** Opening Records supplied block **
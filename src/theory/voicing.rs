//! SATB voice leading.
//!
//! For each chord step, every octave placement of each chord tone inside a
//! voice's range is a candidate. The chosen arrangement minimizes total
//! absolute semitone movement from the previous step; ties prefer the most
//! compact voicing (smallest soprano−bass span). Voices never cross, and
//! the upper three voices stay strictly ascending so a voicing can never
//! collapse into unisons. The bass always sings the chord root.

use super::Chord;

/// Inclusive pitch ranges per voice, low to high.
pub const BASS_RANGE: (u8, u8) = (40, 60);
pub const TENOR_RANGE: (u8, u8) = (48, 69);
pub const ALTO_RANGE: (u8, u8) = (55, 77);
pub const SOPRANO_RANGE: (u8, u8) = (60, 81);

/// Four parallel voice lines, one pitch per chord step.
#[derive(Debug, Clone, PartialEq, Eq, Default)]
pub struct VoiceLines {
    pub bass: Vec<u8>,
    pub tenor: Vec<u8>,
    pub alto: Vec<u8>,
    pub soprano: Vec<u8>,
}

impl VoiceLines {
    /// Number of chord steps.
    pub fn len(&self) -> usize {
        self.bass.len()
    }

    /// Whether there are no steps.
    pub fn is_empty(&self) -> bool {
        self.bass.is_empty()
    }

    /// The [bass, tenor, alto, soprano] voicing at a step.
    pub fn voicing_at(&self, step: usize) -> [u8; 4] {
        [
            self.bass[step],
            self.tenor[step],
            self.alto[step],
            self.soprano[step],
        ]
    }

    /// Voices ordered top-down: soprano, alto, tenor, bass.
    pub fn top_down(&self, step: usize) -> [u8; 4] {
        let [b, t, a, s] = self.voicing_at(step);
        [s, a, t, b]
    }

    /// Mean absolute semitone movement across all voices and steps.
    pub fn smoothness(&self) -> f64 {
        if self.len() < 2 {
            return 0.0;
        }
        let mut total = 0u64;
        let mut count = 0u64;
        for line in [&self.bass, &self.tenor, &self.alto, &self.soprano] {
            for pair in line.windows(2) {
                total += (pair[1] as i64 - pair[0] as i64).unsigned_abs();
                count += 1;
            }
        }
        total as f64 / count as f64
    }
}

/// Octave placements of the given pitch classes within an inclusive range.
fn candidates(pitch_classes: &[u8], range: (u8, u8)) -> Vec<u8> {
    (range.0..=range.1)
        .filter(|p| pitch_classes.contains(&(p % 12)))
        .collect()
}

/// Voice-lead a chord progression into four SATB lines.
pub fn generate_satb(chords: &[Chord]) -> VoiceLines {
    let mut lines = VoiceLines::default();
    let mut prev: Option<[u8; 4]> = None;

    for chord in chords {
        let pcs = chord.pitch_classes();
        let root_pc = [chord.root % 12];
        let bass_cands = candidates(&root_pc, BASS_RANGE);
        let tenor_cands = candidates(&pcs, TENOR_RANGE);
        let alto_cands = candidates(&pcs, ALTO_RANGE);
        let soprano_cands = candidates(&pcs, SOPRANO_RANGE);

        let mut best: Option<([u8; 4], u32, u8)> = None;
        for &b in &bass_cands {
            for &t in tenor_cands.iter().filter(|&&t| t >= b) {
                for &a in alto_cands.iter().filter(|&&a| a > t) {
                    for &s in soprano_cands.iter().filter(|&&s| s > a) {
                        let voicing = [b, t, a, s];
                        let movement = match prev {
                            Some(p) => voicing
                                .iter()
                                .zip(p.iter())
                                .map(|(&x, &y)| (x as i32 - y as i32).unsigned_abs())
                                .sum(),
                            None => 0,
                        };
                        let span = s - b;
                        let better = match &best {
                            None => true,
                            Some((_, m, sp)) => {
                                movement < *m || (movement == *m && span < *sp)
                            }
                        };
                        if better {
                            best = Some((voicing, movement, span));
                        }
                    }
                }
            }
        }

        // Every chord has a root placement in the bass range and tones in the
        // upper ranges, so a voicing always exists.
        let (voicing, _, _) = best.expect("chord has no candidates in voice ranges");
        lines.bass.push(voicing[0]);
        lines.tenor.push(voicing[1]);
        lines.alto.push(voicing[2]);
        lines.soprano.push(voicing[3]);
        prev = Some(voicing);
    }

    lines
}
** Closing Records supplied block **
About this exercise
Scan the entries above and return each line that holds "Some".

Task response
                            Some(p) => voicing
                            Some((_, m, sp)) => {
                            best = Some((voicing, movement, span));
        prev = Some(voicing);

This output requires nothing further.